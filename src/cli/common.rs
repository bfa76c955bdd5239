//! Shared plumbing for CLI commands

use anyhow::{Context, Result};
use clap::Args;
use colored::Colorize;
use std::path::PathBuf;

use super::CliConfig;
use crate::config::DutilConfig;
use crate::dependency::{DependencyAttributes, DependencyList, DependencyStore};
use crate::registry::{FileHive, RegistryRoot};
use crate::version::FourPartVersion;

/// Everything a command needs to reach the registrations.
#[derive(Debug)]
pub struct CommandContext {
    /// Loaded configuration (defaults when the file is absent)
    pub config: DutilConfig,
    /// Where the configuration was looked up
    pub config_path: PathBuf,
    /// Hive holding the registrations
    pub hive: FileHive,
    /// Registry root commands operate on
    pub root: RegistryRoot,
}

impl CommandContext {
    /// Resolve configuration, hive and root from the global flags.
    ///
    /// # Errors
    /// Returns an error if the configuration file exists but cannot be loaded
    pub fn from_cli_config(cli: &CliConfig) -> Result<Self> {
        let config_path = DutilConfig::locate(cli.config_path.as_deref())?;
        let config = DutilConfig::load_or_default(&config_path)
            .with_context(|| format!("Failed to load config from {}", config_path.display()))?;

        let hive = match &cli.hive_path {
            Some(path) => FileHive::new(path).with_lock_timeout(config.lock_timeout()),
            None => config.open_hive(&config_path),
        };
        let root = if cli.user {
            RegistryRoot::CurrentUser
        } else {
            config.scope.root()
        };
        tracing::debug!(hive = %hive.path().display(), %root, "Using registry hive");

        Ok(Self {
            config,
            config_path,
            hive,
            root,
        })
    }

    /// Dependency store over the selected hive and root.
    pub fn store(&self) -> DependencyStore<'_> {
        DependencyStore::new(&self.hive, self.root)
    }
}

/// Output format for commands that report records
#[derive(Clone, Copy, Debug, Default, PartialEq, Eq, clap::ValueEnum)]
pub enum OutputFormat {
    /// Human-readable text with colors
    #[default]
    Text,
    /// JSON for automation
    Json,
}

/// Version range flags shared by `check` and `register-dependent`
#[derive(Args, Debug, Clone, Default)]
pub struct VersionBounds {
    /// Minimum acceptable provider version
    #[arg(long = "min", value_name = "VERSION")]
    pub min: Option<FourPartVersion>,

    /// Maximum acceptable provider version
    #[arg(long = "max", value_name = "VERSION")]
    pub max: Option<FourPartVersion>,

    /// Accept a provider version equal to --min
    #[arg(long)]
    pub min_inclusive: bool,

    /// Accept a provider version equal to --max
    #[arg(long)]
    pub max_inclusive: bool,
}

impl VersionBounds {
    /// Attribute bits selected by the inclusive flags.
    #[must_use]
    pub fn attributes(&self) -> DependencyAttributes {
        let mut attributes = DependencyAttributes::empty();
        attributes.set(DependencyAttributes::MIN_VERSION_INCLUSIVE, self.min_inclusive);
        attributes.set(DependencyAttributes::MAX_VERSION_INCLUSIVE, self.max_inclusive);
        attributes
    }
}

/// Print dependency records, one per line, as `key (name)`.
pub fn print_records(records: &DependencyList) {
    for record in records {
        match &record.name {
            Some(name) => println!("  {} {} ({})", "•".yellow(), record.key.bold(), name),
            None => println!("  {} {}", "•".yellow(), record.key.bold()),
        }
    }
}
····················
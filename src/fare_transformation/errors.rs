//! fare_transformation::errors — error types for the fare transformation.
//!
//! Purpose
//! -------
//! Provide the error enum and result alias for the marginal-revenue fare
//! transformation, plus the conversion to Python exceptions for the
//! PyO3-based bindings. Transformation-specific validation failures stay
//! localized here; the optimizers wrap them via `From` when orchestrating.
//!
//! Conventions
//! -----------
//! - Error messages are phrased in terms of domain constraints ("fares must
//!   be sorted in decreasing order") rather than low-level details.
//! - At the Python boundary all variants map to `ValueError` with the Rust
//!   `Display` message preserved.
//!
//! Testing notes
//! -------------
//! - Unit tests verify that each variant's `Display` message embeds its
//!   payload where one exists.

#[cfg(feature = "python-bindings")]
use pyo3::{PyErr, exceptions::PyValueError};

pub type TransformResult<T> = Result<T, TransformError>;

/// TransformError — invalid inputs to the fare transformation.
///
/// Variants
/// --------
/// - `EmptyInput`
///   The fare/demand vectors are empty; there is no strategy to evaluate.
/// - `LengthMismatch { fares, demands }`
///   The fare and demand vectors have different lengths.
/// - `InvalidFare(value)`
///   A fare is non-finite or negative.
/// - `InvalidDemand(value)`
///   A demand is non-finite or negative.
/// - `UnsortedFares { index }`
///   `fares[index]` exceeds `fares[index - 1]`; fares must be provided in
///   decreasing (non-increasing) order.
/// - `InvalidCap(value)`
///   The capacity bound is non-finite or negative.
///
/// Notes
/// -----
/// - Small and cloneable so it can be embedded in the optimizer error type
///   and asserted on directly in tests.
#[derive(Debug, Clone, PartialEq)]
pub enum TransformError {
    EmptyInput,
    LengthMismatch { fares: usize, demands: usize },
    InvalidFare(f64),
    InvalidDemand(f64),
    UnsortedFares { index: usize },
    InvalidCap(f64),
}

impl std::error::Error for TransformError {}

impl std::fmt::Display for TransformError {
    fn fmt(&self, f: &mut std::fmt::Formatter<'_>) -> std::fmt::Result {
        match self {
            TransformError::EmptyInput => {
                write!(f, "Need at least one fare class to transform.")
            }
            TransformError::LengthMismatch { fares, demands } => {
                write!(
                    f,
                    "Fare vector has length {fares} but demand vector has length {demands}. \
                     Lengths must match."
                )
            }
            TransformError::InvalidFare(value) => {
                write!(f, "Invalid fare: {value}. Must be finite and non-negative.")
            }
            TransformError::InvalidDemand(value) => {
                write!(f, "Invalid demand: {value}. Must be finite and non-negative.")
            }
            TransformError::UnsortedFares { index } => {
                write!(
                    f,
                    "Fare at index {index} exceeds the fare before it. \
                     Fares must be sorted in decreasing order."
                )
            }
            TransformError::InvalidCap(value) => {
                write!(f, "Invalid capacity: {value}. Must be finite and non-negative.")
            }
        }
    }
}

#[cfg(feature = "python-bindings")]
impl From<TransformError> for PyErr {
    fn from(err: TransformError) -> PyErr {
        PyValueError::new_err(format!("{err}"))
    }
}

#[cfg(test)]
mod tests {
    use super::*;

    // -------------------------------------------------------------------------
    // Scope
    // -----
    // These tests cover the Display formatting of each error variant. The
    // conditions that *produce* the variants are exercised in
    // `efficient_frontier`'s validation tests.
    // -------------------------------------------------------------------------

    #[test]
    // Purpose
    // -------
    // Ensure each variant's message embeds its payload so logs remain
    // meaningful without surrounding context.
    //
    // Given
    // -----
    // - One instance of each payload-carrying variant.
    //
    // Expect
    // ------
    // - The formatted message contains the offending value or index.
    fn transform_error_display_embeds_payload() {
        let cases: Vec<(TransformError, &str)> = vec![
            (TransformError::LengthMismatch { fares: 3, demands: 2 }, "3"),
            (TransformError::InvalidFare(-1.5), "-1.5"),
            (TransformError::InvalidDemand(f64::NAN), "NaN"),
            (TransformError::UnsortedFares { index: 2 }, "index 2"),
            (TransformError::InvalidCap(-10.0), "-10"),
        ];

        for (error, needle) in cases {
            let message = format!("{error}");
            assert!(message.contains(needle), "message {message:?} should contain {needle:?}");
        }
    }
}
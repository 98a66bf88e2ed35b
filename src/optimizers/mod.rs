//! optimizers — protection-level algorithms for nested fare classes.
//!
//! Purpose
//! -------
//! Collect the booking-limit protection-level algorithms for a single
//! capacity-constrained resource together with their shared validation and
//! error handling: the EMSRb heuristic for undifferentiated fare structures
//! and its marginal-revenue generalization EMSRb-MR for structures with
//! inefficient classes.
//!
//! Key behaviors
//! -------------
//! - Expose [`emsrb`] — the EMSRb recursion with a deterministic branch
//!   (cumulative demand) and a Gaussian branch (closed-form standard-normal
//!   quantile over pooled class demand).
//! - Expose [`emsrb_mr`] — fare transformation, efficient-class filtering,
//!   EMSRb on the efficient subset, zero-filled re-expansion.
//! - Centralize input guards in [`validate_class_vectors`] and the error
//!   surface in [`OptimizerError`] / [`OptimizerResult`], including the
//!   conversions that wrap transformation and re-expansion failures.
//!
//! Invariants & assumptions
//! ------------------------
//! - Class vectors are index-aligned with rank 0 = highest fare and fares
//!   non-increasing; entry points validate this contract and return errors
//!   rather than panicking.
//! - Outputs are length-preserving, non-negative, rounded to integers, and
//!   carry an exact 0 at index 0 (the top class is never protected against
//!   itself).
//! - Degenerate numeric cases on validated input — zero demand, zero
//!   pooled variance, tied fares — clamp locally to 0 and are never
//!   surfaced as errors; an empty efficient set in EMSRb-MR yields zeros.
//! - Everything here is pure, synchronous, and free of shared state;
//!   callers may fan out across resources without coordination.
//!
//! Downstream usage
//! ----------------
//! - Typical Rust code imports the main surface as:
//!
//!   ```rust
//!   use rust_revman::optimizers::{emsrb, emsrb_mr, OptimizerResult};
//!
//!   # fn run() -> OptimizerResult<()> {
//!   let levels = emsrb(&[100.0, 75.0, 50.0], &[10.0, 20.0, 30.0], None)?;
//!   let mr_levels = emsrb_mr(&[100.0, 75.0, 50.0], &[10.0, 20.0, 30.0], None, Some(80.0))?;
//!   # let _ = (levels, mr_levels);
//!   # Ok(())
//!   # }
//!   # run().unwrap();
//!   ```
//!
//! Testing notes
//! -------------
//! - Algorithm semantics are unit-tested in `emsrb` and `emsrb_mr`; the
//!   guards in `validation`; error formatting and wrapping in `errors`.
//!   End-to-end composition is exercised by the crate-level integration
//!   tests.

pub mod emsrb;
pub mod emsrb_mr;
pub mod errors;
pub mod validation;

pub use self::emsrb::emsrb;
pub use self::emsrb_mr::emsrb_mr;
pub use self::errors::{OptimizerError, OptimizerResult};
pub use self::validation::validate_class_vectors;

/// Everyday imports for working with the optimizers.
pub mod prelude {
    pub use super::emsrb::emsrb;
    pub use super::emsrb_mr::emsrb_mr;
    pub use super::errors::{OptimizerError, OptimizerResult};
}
····················
__Your objective__
How many lines in the listing above contain "index"? Give only the number.

__Your response__
9